From the data that follows, copy every line holding the string "Some".

· · · · ·

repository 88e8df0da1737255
pub mod toast;
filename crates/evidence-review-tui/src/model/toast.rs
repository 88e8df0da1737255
use std::collections::VecDeque;
use std::time::{Duration, Instant};

/// How long a notification stays on screen.
pub const TOAST_TTL: Duration = Duration::from_secs(3);

const MAX_TOASTS: usize = 3;

#[derive(Debug, Clone, Copy, PartialEq, Eq)]
pub enum ToastKind {
    Success,
    Error,
    Info,
}

/// A transient notification.
#[derive(Debug, Clone)]
pub struct Toast {
    pub kind: ToastKind,
    pub message: String,
    pub expires_at: Instant,
}

/// Stack of live notifications, newest last.
#[derive(Debug, Clone, Default)]
pub struct ToastState {
    items: VecDeque<Toast>,
}

impl ToastState {
    pub fn push(&mut self, kind: ToastKind, message: impl Into<String>, now: Instant) {
        if self.items.len() >= MAX_TOASTS {
            self.items.pop_front();
        }
        self.items.push_back(Toast {
            kind,
            message: message.into(),
            expires_at: now + TOAST_TTL,
        });
    }

    /// Drop notifications whose time is up.
    pub fn expire(&mut self, now: Instant) {
        self.items.retain(|t| t.expires_at > now);
    }

    pub fn iter(&self) -> impl Iterator<Item = &Toast> {
        self.items.iter()
    }

    pub fn latest(&self) -> Option<&Toast> {
        self.items.back()
    }

    pub fn is_empty(&self) -> bool {
        self.items.is_empty()
    }
}
/// One complete reading produced by a poll tick.
#[derive(Debug, Clone, Copy, PartialEq, Eq)]
pub struct StatusReading {
    pub percentage: u8,
    pub is_charging: bool,
    pub is_low_power_mode: bool,
}

/// Current battery snapshot shown in the menu bar.
#[derive(Debug, Clone, Copy, PartialEq, Eq)]
pub struct BatteryState {
    /// Always within 0..=100.
    pub percentage: u8,
    pub is_charging: bool,
    pub is_low_power_mode: bool,
    /// Set once the startup probe has confirmed a battery.
    pub has_checked_capability: bool,
}

impl Default for BatteryState {
    fn default() -> Self {
        Self {
            percentage: 100,
            is_charging: false,
            is_low_power_mode: false,
            has_checked_capability: false,
        }
    }
}

impl BatteryState {
    pub fn status_text(&self) -> String {
        let mode = match (self.is_charging, self.is_low_power_mode) {
            (true, true) => "Charging \u{00B7} Low Power Mode",
            (true, false) => "Charging",
            (false, true) => "Low Power Mode",
            (false, false) => "On Battery",
        };
        format!("{}% \u{2014} {}", self.percentage, mode)
    }
}

pub type Observer = Box<dyn FnMut(&BatteryState)>;

/// Owner of the single `BatteryState`.
///
/// Only the holder of `&mut BatteryStore` can change the state, and observers
/// are called after every field of an update has been written.
pub struct BatteryStore {
    state: BatteryState,
    observers: Vec<Observer>,
}

impl Default for BatteryStore {
    fn default() -> Self {
        Self::new()
    }
}

impl BatteryStore {
    pub fn new() -> Self {
        Self {
            state: BatteryState::default(),
            observers: Vec::new(),
        }
    }

    pub fn snapshot(&self) -> BatteryState {
        self.state
    }

    /// Register an observer. It is immediately called with the current state.
    pub fn subscribe(&mut self, mut observer: Observer) {
        observer(&self.state);
        self.observers.push(observer);
    }

    /// Record that the probe found a battery. Returns true on first call.
    pub fn mark_capability_checked(&mut self) -> bool {
        if self.state.has_checked_capability {
            return false;
        }
        self.state.has_checked_capability = true;
        self.notify();
        true
    }

    /// Replace the reading fields as one unit. Returns whether anything changed.
    pub fn apply(&mut self, reading: StatusReading) -> bool {
        let next = BatteryState {
            percentage: reading.percentage.min(100),
            is_charging: reading.is_charging,
            is_low_power_mode: reading.is_low_power_mode,
            has_checked_capability: self.state.has_checked_capability,
        };
        if next == self.state {
            return false;
        }
        self.state = next;
        self.notify();
        true
    }

    fn notify(&mut self) {
        let state = self.state;
        for observer in &mut self.observers {
            observer(&state);
        }
    }
}

#[cfg(test)]
mod tests {
    use super::*;
    use std::cell::RefCell;
    use std::rc::Rc;

    fn reading(percentage: u8, is_charging: bool, is_low_power_mode: bool) -> StatusReading {
        StatusReading {
            percentage,
            is_charging,
            is_low_power_mode,
        }
    }

    fn recording_store() -> (BatteryStore, Rc<RefCell<Vec<BatteryState>>>) {
        let seen = Rc::new(RefCell::new(Vec::new()));
        let mut store = BatteryStore::new();
        let sink = seen.clone();
        store.subscribe(Box::new(move |s: &BatteryState| sink.borrow_mut().push(*s)));
        (store, seen)
    }

    #[test]
    fn test_default_is_optimistic() {
        let state = BatteryState::default();
        assert_eq!(state.percentage, 100);
        assert!(!state.is_charging);
        assert!(!state.is_low_power_mode);
        assert!(!state.has_checked_capability);
    }

    #[test]
    fn test_subscribe_delivers_current_state() {
        let (_store, seen) = recording_store();
        assert_eq!(seen.borrow().as_slice(), &[BatteryState::default()]);
    }

    #[test]
    fn test_apply_publishes_whole_snapshot() {
        let (mut store, seen) = recording_store();
        assert!(store.apply(reading(85, true, true)));

        let seen = seen.borrow();
        assert_eq!(seen.len(), 2);
        let last = seen[1];
        assert_eq!(last.percentage, 85);
        assert!(last.is_charging);
        assert!(last.is_low_power_mode);
    }

    #[test]
    fn test_identical_reading_does_not_notify() {
        let (mut store, seen) = recording_store();
        assert!(store.apply(reading(42, false, false)));
        assert!(!store.apply(reading(42, false, false)));
        assert_eq!(seen.borrow().len(), 2);
        assert_eq!(store.snapshot().percentage, 42);
    }

    #[test]
    fn test_capability_flag_survives_readings() {
        let (mut store, seen) = recording_store();
        assert!(store.mark_capability_checked());
        assert!(!store.mark_capability_checked());
        store.apply(reading(10, false, false));
        assert!(store.snapshot().has_checked_capability);
        assert_eq!(seen.borrow().len(), 3);
    }

    #[test]
    fn test_percentage_is_clamped() {
        let mut store = BatteryStore::new();
        store.apply(reading(20, false, false));
        assert!(store.apply(reading(250, true, false)));
        assert_eq!(store.snapshot().percentage, 100);
    }

    #[test]
    fn test_status_text() {
        let mut state = BatteryState::default();
        state.percentage = 85;
        state.is_charging = true;
        assert_eq!(state.status_text(), "85% \u{2014} Charging");
        state.is_charging = false;
        state.is_low_power_mode = true;
        assert_eq!(state.status_text(), "85% \u{2014} Low Power Mode");
    }
}
use tray_icon::{
    Icon, TrayIcon, TrayIconBuilder,
    menu::{Menu, MenuItem, PredefinedMenuItem},
};
use tracing::warn;

use crate::icon::{self, IconSet};
use crate::state::BatteryState;

/// Holds references to menu items that are updated or matched on click.
pub struct MenuItems {
    pub status_item: MenuItem,
    pub settings_item: MenuItem,
    pub login_item: MenuItem,
    pub about_item: MenuItem,
    pub quit_item: MenuItem,
}

/// Build the dropdown menu and return both the menu and item handles.
pub fn build_menu(name: &str, status_text: &str, login_enabled: bool) -> (Menu, MenuItems) {
    let menu = Menu::new();

    let status_item = MenuItem::new(status_text, false, None);
    let settings_item = MenuItem::new("Open Battery Settings", true, None);
    let login_item = MenuItem::new("Enable Launch at Login", !login_enabled, None);
    let about_item = MenuItem::new(format!("About {name}"), true, None);
    let quit_item = MenuItem::new("Quit", true, None);

    let _ = menu.append_items(&[
        &status_item,
        &PredefinedMenuItem::separator(),
        &settings_item,
        &login_item,
        &PredefinedMenuItem::separator(),
        &about_item,
        &PredefinedMenuItem::separator(),
        &quit_item,
    ]);

    let items = MenuItems {
        status_item,
        settings_item,
        login_item,
        about_item,
        quit_item,
    };

    (menu, items)
}

/// Build the tray icon with the given menu.
pub fn build_tray(menu: Menu, tooltip: &str) -> Result<TrayIcon, tray_icon::Error> {
    TrayIconBuilder::new()
        .with_menu(Box::new(menu))
        .with_tooltip(tooltip)
        .with_menu_on_left_click(true)
        .build()
}

/// Keeps the tray in sync with published battery state.
pub struct Presenter {
    tray: TrayIcon,
    status_item: MenuItem,
    icons: IconSet,
    name: String,
}

impl Presenter {
    pub fn new(tray: TrayIcon, status_item: MenuItem, icons: IconSet, name: String) -> Self {
        Self {
            tray,
            status_item,
            icons,
            name,
        }
    }

    pub fn render(&self, state: &BatteryState) {
        let choice = icon::select(state);
        let (_, image) = self.icons.resolve(choice.key);
        let (width, height) = image.dimensions();
        match Icon::from_rgba(image.as_raw().clone(), width, height) {
            Ok(tray_icon) => {
                let _ = self
                    .tray
                    .set_icon_with_as_template(Some(tray_icon), choice.template);
            }
            Err(e) => warn!(error = %e, key = %choice.key, "failed to build tray icon"),
        }

        let status = state.status_text();
        self.status_item.set_text(&status);
        let _ = self
            .tray
            .set_tooltip(Some(format!("{} \u{2014} {}", self.name, status)));
    }
}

· · · · ·

#### COMPLETED EXERCISE
                    .set_icon_with_as_template(Some(tray_icon), choice.template);
            .set_tooltip(Some(format!("{} \u{2014} {}", self.name, status)));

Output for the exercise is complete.